══ Records provided
//! Declarative record rules: matching, alteration, and priority scheduling.
//!
//! This crate implements the fly rule engine: value conversion, field
//! conditions, alter operators, rule decoding, the [`Pipe`] scheduler, and the
//! built-in lint rules.

pub mod alter;
pub mod condition;
pub mod convert;
pub mod pipe;
pub mod record;
pub mod rule;
pub mod validation;

pub use alter::{alter, AlterGroup, AlterOperator, AlterSection, AlterSpec, Disposition, DropTarget};
pub use condition::{
    check_key, check_match, compile_pattern, matches_at_start, parse_conditions, Condition,
    FieldMatch, MatchOperator, Mode,
};
pub use convert::{convert, parse_timestamp, ValueType};
pub use pipe::{apply, Pipe};
pub use record::{AttributeAccessor, Attributes, MapRecord, MappingAccessor, RecordAccessor};
pub use rule::{parse_rules, Rule};
pub use validation::{validate, validate_or_raise, Diagnostic, LintRule, Severity};
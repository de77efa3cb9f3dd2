//! Dynamic value held by records and rule configuration.

use std::cmp::Ordering;
use std::collections::BTreeMap;
use std::fmt;

use chrono::{Duration, NaiveDate, NaiveDateTime, NaiveTime};
use serde::{Deserialize, Deserializer, Serialize, Serializer};

/// Format used when a timestamp is rendered back to text.
pub const DATETIME_RENDER_FORMAT: &str = "%Y-%m-%d %H:%M:%S";
/// Format used when a date is rendered back to text.
pub const DATE_RENDER_FORMAT: &str = "%Y-%m-%d";
/// Format used when a time of day is rendered back to text.
pub const TIME_RENDER_FORMAT: &str = "%H:%M:%S";

/// A dynamically typed value.
///
/// `Null` doubles as the "missing" sentinel: reading an absent field yields
/// `Value::Null`.
#[derive(Debug, Clone, Default)]
pub enum Value {
    #[default]
    Null,
    Bool(bool),
    Int(i64),
    Float(f64),
    Str(String),
    List(Vec<Value>),
    Map(BTreeMap<String, Value>),
    DateTime(NaiveDateTime),
    Date(NaiveDate),
    Time(NaiveTime),
    Duration(Duration),
}

impl Value {
    /// Short name of the variant, used in error messages.
    pub fn kind(&self) -> &'static str {
        match self {
            Value::Null => "null",
            Value::Bool(_) => "bool",
            Value::Int(_) => "int",
            Value::Float(_) => "float",
            Value::Str(_) => "str",
            Value::List(_) => "list",
            Value::Map(_) => "map",
            Value::DateTime(_) => "datetime",
            Value::Date(_) => "date",
            Value::Time(_) => "time",
            Value::Duration(_) => "timedelta",
        }
    }

    pub fn is_null(&self) -> bool {
        matches!(self, Value::Null)
    }

    pub fn as_str(&self) -> Option<&str> {
        match self {
            Value::Str(s) => Some(s),
            _ => None,
        }
    }

    pub fn as_i64(&self) -> Option<i64> {
        match self {
            Value::Int(i) => Some(*i),
            _ => None,
        }
    }

    pub fn as_f64(&self) -> Option<f64> {
        match self {
            Value::Int(i) => Some(*i as f64),
            Value::Float(f) => Some(*f),
            _ => None,
        }
    }

    pub fn as_list(&self) -> Option<&[Value]> {
        match self {
            Value::List(items) => Some(items),
            _ => None,
        }
    }

    /// Truthiness: null, `false`, zero, empty text/collections and a zero
    /// duration are falsy.
    pub fn is_truthy(&self) -> bool {
        match self {
            Value::Null => false,
            Value::Bool(b) => *b,
            Value::Int(i) => *i != 0,
            Value::Float(f) => *f != 0.0,
            Value::Str(s) => !s.is_empty(),
            Value::List(items) => !items.is_empty(),
            Value::Map(map) => !map.is_empty(),
            Value::Duration(d) => *d != Duration::zero(),
            Value::DateTime(_) | Value::Date(_) | Value::Time(_) => true,
        }
    }

    /// Convert to a `serde_json::Value`. Temporal values are rendered as text,
    /// durations as a number of seconds.
    pub fn to_json(&self) -> serde_json::Value {
        match self {
            Value::Null => serde_json::Value::Null,
            Value::Bool(b) => serde_json::Value::Bool(*b),
            Value::Int(i) => serde_json::json!(*i),
            Value::Float(f) => serde_json::Number::from_f64(*f)
                .map(serde_json::Value::Number)
                .unwrap_or(serde_json::Value::Null),
            Value::Str(s) => serde_json::Value::String(s.clone()),
            Value::List(items) => serde_json::Value::Array(items.iter().map(Value::to_json).collect()),
            Value::Map(map) => serde_json::Value::Object(
                map.iter().map(|(k, v)| (k.clone(), v.to_json())).collect(),
            ),
            Value::DateTime(dt) => {
                serde_json::Value::String(dt.format(DATETIME_RENDER_FORMAT).to_string())
            }
            Value::Date(d) => serde_json::Value::String(d.format(DATE_RENDER_FORMAT).to_string()),
            Value::Time(t) => serde_json::Value::String(t.format(TIME_RENDER_FORMAT).to_string()),
            Value::Duration(d) => match whole_seconds(d) {
                Some(secs) => serde_json::json!(secs),
                None => serde_json::json!(d.num_milliseconds() as f64 / 1000.0),
            },
        }
    }
}

fn whole_seconds(d: &Duration) -> Option<i64> {
    let secs = d.num_seconds();
    (Duration::try_seconds(secs) == Some(*d)).then_some(secs)
}

// ---------------------------------------------------------------------------
// Comparison
// ---------------------------------------------------------------------------

impl PartialEq for Value {
    fn eq(&self, other: &Self) -> bool {
        match (self, other) {
            (Value::Null, Value::Null) => true,
            (Value::Bool(a), Value::Bool(b)) => a == b,
            (Value::Int(a), Value::Int(b)) => a == b,
            (Value::Float(a), Value::Float(b)) => a == b,
            (Value::Int(a), Value::Float(b)) | (Value::Float(b), Value::Int(a)) => {
                *a as f64 == *b
            }
            (Value::Str(a), Value::Str(b)) => a == b,
            (Value::List(a), Value::List(b)) => a == b,
            (Value::Map(a), Value::Map(b)) => a == b,
            (Value::DateTime(a), Value::DateTime(b)) => a == b,
            (Value::Date(a), Value::Date(b)) => a == b,
            (Value::Time(a), Value::Time(b)) => a == b,
            (Value::Duration(a), Value::Duration(b)) => a == b,
            _ => false,
        }
    }
}

impl PartialOrd for Value {
    /// Numbers compare across `Int`/`Float`; other values only order within
    /// their own variant. Maps are only ever equal or unordered.
    fn partial_cmp(&self, other: &Self) -> Option<Ordering> {
        match (self, other) {
            (Value::Null, Value::Null) => Some(Ordering::Equal),
            (Value::Bool(a), Value::Bool(b)) => Some(a.cmp(b)),
            (Value::Int(a), Value::Int(b)) => Some(a.cmp(b)),
            (Value::Int(a), Value::Float(b)) => (*a as f64).partial_cmp(b),
            (Value::Float(a), Value::Int(b)) => a.partial_cmp(&(*b as f64)),
            (Value::Float(a), Value::Float(b)) => a.partial_cmp(b),
            (Value::Str(a), Value::Str(b)) => Some(a.cmp(b)),
            (Value::DateTime(a), Value::DateTime(b)) => Some(a.cmp(b)),
            (Value::Date(a), Value::Date(b)) => Some(a.cmp(b)),
            (Value::Time(a), Value::Time(b)) => Some(a.cmp(b)),
            (Value::Duration(a), Value::Duration(b)) => Some(a.cmp(b)),
            (Value::List(a), Value::List(b)) => {
                for (x, y) in a.iter().zip(b) {
                    match x.partial_cmp(y)? {
                        Ordering::Equal => continue,
                        unequal => return Some(unequal),
                    }
                }
                Some(a.len().cmp(&b.len()))
            }
            (Value::Map(a), Value::Map(b)) if a == b => Some(Ordering::Equal),
            _ => None,
        }
    }
}

// ---------------------------------------------------------------------------
// Display
// ---------------------------------------------------------------------------

impl fmt::Display for Value {
    fn fmt(&self, f: &mut fmt::Formatter<'_>) -> fmt::Result {
        match self {
            Value::Null => write!(f, "null"),
            Value::Bool(b) => write!(f, "{b}"),
            Value::Int(i) => write!(f, "{i}"),
            // Debug keeps the trailing `.0` on whole floats.
            Value::Float(x) => write!(f, "{x:?}"),
            Value::Str(s) => write!(f, "{s}"),
            Value::List(_) | Value::Map(_) | Value::Duration(_) => write!(f, "{}", self.to_json()),
            Value::DateTime(dt) => write!(f, "{}", dt.format(DATETIME_RENDER_FORMAT)),
            Value::Date(d) => write!(f, "{}", d.format(DATE_RENDER_FORMAT)),
            Value::Time(t) => write!(f, "{}", t.format(TIME_RENDER_FORMAT)),
        }
    }
}

// ---------------------------------------------------------------------------
// Conversions
// ---------------------------------------------------------------------------

impl From<serde_json::Value> for Value {
    fn from(json: serde_json::Value) -> Self {
        match json {
            serde_json::Value::Null => Value::Null,
            serde_json::Value::Bool(b) => Value::Bool(b),
            serde_json::Value::Number(n) => match n.as_i64() {
                Some(i) => Value::Int(i),
                None => Value::Float(n.as_f64().unwrap_or(f64::NAN)),
            },
            serde_json::Value::String(s) => Value::Str(s),
            serde_json::Value::Array(items) => {
                Value::List(items.into_iter().map(Value::from).collect())
            }
            serde_json::Value::Object(map) => {
                Value::Map(map.into_iter().map(|(k, v)| (k, Value::from(v))).collect())
            }
        }
    }
}

impl From<&serde_json::Value> for Value {
    fn from(json: &serde_json::Value) -> Self {
        Value::from(json.clone())
    }
}

impl From<&str> for Value {
    fn from(s: &str) -> Self {
        Value::Str(s.to_string())
    }
}

impl From<String> for Value {
    fn from(s: String) -> Self {
        Value::Str(s)
    }
}

impl From<bool> for Value {
    fn from(b: bool) -> Self {
        Value::Bool(b)
    }
}

impl From<i64> for Value {
    fn from(i: i64) -> Self {
        Value::Int(i)
    }
}

impl From<i32> for Value {
    fn from(i: i32) -> Self {
        Value::Int(i64::from(i))
    }
}

impl From<f64> for Value {
    fn from(f: f64) -> Self {
        Value::Float(f)
    }
}

impl From<Vec<Value>> for Value {
    fn from(items: Vec<Value>) -> Self {
        Value::List(items)
    }
}

impl From<NaiveDateTime> for Value {
    fn from(dt: NaiveDateTime) -> Self {
        Value::DateTime(dt)
    }
}

impl From<NaiveDate> for Value {
    fn from(d: NaiveDate) -> Self {
        Value::Date(d)
    }
}

impl From<NaiveTime> for Value {
    fn from(t: NaiveTime) -> Self {
        Value::Time(t)
    }
}

impl From<Duration> for Value {
    fn from(d: Duration) -> Self {
        Value::Duration(d)
    }
}

impl Serialize for Value {
    fn serialize<S>(&self, serializer: S) -> Result<S::Ok, S::Error>
    where
        S: Serializer,
    {
        self.to_json().serialize(serializer)
    }
}

impl<'de> Deserialize<'de> for Value {
    fn deserialize<D>(deserializer: D) -> Result<Self, D::Error>
    where
        D: Deserializer<'de>,
    {
        serde_json::Value::deserialize(deserializer).map(Value::from)
    }
}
════
- Exercise brief: The required answer is the exact run of lines above starting at the line with "(Value::Bool(a), Value::Bool(b)) => a" and ending at the line with "(Value::Int(a), Value::Float(b)) |", with both ends present.

- Task result:
            (Value::Bool(a), Value::Bool(b)) => a == b,
            (Value::Int(a), Value::Int(b)) => a == b,
            (Value::Float(a), Value::Float(b)) => a == b,
            (Value::Int(a), Value::Float(b)) | (Value::Float(b), Value::Int(a)) => {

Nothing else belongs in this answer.